Ze ging tegenover Alice zitten, naast de jonge vrouw.
Terwijl ze rustig aten stelden ze zich aan elkaar voor. Het stel bleek een van de twee kamers boven te huren. Boris en Suzanne waren hier al een paar dagen. Ze waren op rondreis door Noorwegen geweest en brachten nu hier de laatste dagen door voor hun vlucht vanuit Oslo.
Er drongen wat geluiden uit de keuken door naar de eetkamer. Ze hoorden de stem van de vrouw met schort praten met iemand, een man. Dat was haar man, wist het stel. Hij sprak geen andere taal dan Noors en werkte vooral in de keuken. De taartjes en koekjes waren van zijn hand. Hoewel ze er lekker uitzagen, waren alle koekjes en taartjes hopeloos smakeloos. Boris verdacht hem er van geen suiker te gebruiken. Alice kon het niets schelen, zij wilde hoe dan ook een taartje. En daarna een koekje.
De vrouw met schort kwam vanuit een zijdeur met nieuwe taartjes, direct gevolgd door haar man. An wachtte tot de twee weer in de keuken verdwenen waren en zei toen met een glimlach dat ze het idee had dat hij waarschijnlijk de enige was die de vrouw kon bijhouden. Boris en Suzanne schoten in de lach en gaven aan dat zij precies dezelfde behandeling hadden gehad van de vrouw. Ze dachten opgevangen te hebben dat ze Olga heette, maar ze wisten het niet zeker. An vroeg of ze wisten of er nog meer huurders waren, naast henzelf en Buikmans. Het stel zei dat ze het idee hadden dat Olga en haar man boven de grote schuur tegenover Ans kleine huis woonden.

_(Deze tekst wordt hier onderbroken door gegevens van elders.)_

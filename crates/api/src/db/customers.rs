//! Store customer repository.

use chrono::{DateTime, Utc};
use sqlx::{PgConnection, PgPool};
use tracing::instrument;

use shelfmerch_core::{Email, MerchantId, StoreCustomerId, StoreId};

use super::{Page, RepositoryError};
use crate::models::{Store, StoreCustomer};

const CUSTOMER_COLUMNS: &str = "id, store_id, merchant_id, email, name, password_hash, \
     last_seen_at, marketing_opt_in, created_at, updated_at";

#[derive(sqlx::FromRow)]
struct StoreCustomerRow {
    id: StoreCustomerId,
    store_id: StoreId,
    merchant_id: MerchantId,
    email: String,
    name: Option<String>,
    password_hash: Option<String>,
    last_seen_at: Option<DateTime<Utc>>,
    marketing_opt_in: bool,
    created_at: DateTime<Utc>,
    updated_at: DateTime<Utc>,
}

impl TryFrom<StoreCustomerRow> for StoreCustomer {
    type Error = RepositoryError;

    fn try_from(row: StoreCustomerRow) -> Result<Self, Self::Error> {
        let email = Email::parse(&row.email).map_err(|e| {
            RepositoryError::DataCorruption(format!("invalid email in database: {e}"))
        })?;

        Ok(Self {
            id: row.id,
            store_id: row.store_id,
            merchant_id: row.merchant_id,
            email,
            name: row.name,
            password_hash: row.password_hash,
            last_seen_at: row.last_seen_at,
            marketing_opt_in: row.marketing_opt_in,
            created_at: row.created_at,
            updated_at: row.updated_at,
        })
    }
}

/// Create or touch the customer for `(store, email)` at checkout.
///
/// A new row gets `name` and `last_seen_at = NOW()`. An existing row only
/// has `last_seen_at` refreshed and `marketing_opt_in` raised when the
/// customer opted in; the name is left as first recorded. The unique
/// `(store_id, email)` index makes concurrent first checkouts converge on
/// one row.
///
/// # Errors
///
/// Returns `RepositoryError::Database` if the statement fails.
#[instrument(skip_all, fields(store_id = %store.id))]
pub async fn upsert_for_checkout(
    conn: &mut PgConnection,
    store: &Store,
    email: &Email,
    name: &str,
    marketing_opt_in: bool,
) -> Result<StoreCustomer, RepositoryError> {
    let row: StoreCustomerRow = sqlx::query_as(&format!(
        r"
        INSERT INTO shelfmerch.store_customer
            (store_id, merchant_id, email, name, last_seen_at, marketing_opt_in)
        VALUES ($1, $2, $3, $4, NOW(), $5)
        ON CONFLICT (store_id, email) DO UPDATE
        SET last_seen_at = NOW(),
            marketing_opt_in = store_customer.marketing_opt_in OR EXCLUDED.marketing_opt_in
        RETURNING {CUSTOMER_COLUMNS}
        "
    ))
    .bind(store.id)
    .bind(store.merchant_id)
    .bind(email.as_str())
    .bind(name)
    .bind(marketing_opt_in)
    .fetch_one(conn)
    .await?;

    row.try_into()
}

/// Repository for store customer queries.
pub struct StoreCustomerRepository<'a> {
    pool: &'a PgPool,
}

impl<'a> StoreCustomerRepository<'a> {
    /// Create a new store customer repository.
    #[must_use]
    pub const fn new(pool: &'a PgPool) -> Self {
        Self { pool }
    }

    /// Customers of a store, most recently seen first.
    ///
    /// # Errors
    ///
    /// Returns `RepositoryError::Database` if the query fails.
    pub async fn list_for_store(
        &self,
        store_id: StoreId,
        page: Page,
    ) -> Result<Vec<StoreCustomer>, RepositoryError> {
        let rows: Vec<StoreCustomerRow> = sqlx::query_as(&format!(
            r"
            SELECT {CUSTOMER_COLUMNS}
            FROM shelfmerch.store_customer
            WHERE store_id = $1
            ORDER BY last_seen_at DESC NULLS LAST, id DESC
            LIMIT $2 OFFSET $3
            "
        ))
        .bind(store_id)
        .bind(page.limit)
        .bind(page.offset)
        .fetch_all(self.pool)
        .await?;

        rows.into_iter().map(StoreCustomer::try_from).collect()
    }
}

Suzanne had namelijk op een avond licht zien branden op de eerste verdieping in de schuur toen ze wakker was geworden en naar de wc moest en dus naar het bijgebouwtje liep.
“Maar er is toch ook een wc in dit gebouw, naast de entree?” vroeg An.
“Jawel, maar Boris heeft die een keer gebruikt en daarna werden wij ernstig verzocht de volgende keer naar het andere toilet te gaan.” zei Suzanne. “Na Boris was de wc verstopt.”
“Dat kwam niet door mij!” schoot Boris met een bloos in de verdediging. “Ik was… eh… ik deed niets dat de boel kon laten verstoppen, zeg maar. Hoe dan ook, we mogen de wc hier in huis niet gebruiken.”
Weer klonken geluiden uit de keuken. Nu leek het alsof er een paar pannen op de grond vielen.
Olga’s stem klonk weer en haar man leek wat terug te mompelen.
“Maar verder geen andere huurders hier? Ik dacht dat de andere kamer boven ook was verhuurd?” vroeg An. Boris gaf aan dat zij de kamer aan de voorkant hadden, met uitzicht op het erf en de andere gebouwen. Hun kamer heette ‘Tijd’, de andere kamer ‘Drogerij’. Ze vonden het ook een wat gekke combinatie. Op de deur van ‘Drogerij’ was een grote, zwarte vlinder geverfd, maar met twee ogen erin, zei Suzanne.
“Ik denk toch dat het een masker is, Susi” zei Boris. Het ziet eruit als zwarte masker, in de
vorm van een vlinder. Het is ook zo groot als een masker.”
“Ja, maar waarom zou je dat op een deur schilderen” vroeg Susi. Boris haalde zijn schouders op.
“En op jullie deur?” vroeg An.
Het kletterende geluid van een dienblad op de grond onderbrak hun gesprek. Het klonk uit de keuken, maar nu dichterbij. Gerinkel van in stukken vallende porseleinen bordjes en een paar harde bonzen. Bij de laatste klapte de deur tussen keuken en eetkamer open en Olga’s man viel de kamer binnen. Hij deed geen enkele poging zijn val te breken en klapte met zijn linkerslaap op de grond.
In zijn val had hij met grote, maar lege ogen naar de gasten gestaard.
In een reflex trok An Alice op schoot en verschool ze haar gezicht tegen haar borst. Dit was een beeld dat ze op haar jonge leeftijd niet hoefde te zien. Alice stribbelde tegen, maar An hield haar stevig op haar plek. Boris en Suzanne waren overeind geschoten. Olga was snel de keuken uit gekomen en stond aan de grond genageld naar haar man te kijken.